Material provided Start Marker

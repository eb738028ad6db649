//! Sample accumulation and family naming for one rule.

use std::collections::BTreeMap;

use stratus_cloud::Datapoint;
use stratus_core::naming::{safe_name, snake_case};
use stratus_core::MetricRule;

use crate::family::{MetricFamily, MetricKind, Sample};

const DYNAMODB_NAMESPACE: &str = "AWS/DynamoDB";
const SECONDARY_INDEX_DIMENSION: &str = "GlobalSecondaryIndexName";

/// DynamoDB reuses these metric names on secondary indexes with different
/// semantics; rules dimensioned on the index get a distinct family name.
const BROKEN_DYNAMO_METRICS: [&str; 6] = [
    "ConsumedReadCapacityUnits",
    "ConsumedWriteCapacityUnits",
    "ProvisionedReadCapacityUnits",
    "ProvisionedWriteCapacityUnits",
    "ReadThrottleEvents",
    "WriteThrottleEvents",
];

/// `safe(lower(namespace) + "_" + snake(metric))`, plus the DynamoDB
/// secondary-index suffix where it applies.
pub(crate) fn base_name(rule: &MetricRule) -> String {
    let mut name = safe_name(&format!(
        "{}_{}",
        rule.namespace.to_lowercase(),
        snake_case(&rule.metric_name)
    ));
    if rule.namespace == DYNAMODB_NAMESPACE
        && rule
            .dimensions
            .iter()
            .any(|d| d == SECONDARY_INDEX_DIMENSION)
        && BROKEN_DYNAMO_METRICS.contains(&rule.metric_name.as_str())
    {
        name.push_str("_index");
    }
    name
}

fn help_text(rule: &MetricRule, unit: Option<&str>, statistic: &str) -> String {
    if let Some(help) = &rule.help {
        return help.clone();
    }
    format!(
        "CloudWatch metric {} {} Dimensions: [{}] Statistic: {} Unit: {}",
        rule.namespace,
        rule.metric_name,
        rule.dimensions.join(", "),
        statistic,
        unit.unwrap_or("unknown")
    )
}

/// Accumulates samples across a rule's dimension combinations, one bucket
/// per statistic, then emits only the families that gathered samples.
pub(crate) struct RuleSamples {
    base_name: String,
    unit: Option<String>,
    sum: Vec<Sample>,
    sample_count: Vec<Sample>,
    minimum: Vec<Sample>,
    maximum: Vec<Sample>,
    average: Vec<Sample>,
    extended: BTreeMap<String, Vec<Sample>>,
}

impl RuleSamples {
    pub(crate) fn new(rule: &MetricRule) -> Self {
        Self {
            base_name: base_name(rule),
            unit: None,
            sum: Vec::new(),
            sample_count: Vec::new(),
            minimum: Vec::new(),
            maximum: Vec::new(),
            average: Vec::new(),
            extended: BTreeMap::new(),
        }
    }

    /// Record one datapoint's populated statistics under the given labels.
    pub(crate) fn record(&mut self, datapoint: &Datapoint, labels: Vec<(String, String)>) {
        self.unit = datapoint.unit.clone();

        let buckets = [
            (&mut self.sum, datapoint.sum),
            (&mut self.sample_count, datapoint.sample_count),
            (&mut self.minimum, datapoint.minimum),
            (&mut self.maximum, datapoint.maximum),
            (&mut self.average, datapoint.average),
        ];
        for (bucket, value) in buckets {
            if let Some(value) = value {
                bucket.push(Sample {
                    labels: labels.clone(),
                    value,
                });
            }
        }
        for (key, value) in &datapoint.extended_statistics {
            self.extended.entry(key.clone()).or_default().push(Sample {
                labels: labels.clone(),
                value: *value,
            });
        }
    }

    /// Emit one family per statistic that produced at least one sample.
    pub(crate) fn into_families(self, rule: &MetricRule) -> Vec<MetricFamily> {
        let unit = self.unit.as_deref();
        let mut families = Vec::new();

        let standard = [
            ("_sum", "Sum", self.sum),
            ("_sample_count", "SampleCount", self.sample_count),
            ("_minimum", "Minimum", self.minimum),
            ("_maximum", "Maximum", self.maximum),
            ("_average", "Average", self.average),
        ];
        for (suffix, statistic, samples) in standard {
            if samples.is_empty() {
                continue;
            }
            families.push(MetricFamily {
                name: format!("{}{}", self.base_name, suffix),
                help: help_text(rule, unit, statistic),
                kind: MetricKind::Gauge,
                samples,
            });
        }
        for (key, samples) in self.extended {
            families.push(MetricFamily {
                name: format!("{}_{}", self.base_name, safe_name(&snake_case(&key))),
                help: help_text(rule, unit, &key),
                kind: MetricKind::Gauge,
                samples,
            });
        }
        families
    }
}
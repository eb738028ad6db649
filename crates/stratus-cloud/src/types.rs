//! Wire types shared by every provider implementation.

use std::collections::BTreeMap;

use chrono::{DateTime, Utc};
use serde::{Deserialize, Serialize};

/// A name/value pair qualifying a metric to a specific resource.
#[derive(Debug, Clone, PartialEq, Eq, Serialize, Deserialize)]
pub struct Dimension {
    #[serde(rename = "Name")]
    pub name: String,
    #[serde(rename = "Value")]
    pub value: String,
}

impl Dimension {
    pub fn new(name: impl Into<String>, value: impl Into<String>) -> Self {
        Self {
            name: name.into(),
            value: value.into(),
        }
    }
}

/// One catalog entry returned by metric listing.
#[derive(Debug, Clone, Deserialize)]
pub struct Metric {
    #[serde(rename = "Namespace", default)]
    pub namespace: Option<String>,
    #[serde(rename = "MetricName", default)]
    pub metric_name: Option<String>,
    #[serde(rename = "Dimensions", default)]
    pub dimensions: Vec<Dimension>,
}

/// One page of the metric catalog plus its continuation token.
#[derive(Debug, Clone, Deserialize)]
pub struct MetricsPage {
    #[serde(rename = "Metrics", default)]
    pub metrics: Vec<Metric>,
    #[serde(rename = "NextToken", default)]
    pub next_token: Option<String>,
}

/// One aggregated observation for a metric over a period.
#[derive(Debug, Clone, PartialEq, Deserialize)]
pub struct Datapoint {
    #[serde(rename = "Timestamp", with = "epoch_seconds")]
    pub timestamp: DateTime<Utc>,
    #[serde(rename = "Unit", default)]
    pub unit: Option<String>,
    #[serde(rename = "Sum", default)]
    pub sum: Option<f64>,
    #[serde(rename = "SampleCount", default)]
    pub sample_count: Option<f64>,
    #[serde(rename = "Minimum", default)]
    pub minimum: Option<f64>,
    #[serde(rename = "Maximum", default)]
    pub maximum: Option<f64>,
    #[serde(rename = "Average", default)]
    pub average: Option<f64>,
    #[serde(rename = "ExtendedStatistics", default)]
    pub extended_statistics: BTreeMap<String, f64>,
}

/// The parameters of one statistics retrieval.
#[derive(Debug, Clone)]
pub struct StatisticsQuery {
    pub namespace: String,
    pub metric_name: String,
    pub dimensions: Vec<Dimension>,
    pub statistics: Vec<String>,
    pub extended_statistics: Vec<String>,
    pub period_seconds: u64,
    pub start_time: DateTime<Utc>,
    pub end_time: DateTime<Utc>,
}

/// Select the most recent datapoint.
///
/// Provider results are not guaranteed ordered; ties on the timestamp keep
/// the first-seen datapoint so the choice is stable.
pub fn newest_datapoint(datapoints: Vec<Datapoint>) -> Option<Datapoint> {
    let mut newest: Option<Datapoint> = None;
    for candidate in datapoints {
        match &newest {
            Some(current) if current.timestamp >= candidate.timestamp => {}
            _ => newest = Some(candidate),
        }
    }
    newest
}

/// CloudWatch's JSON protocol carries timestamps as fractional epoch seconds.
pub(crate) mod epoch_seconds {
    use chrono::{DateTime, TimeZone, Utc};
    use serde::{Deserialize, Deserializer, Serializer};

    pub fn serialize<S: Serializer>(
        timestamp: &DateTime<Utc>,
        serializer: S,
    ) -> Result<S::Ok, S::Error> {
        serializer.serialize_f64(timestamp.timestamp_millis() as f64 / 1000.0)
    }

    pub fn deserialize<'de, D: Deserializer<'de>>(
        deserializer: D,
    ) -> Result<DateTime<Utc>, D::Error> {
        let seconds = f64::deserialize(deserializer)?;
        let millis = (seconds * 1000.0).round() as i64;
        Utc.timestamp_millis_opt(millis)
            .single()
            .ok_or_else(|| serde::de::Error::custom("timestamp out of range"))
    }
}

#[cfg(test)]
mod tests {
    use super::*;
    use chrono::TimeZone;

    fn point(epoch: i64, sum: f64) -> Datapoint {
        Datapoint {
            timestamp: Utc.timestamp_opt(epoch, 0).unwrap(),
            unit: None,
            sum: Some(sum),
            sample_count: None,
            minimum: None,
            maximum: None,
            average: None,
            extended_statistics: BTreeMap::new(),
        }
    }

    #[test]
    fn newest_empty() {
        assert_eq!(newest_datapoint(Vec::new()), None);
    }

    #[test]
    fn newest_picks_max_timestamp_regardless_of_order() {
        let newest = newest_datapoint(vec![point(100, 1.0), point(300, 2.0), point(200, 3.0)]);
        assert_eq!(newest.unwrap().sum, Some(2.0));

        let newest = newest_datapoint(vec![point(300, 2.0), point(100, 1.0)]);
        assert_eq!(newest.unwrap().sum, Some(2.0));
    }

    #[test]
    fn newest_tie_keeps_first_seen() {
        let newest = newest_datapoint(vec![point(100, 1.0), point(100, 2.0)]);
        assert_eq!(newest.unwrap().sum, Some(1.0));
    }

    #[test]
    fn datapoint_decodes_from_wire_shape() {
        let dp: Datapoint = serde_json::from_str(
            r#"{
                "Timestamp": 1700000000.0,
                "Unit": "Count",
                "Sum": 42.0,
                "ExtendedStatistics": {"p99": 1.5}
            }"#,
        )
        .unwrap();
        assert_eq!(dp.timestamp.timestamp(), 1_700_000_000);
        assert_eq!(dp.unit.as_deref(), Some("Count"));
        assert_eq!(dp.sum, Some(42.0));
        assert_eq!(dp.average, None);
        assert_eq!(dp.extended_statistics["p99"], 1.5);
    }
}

Material provided End Marker

• _Exercise description_
Reproduce, character for character, only the lines of the preceding data that start at the line with "assert_eq!(newest_datapoint(Vec::new()), None);" and end at the line with "2.0), point(100, 1.0)]);", both included.

• _Reply_
        assert_eq!(newest_datapoint(Vec::new()), None);
    }

    #[test]
    fn newest_picks_max_timestamp_regardless_of_order() {
        let newest = newest_datapoint(vec![point(100, 1.0), point(300, 2.0), point(200, 3.0)]);
        assert_eq!(newest.unwrap().sum, Some(2.0));

        let newest = newest_datapoint(vec![point(300, 2.0), point(100, 1.0)]);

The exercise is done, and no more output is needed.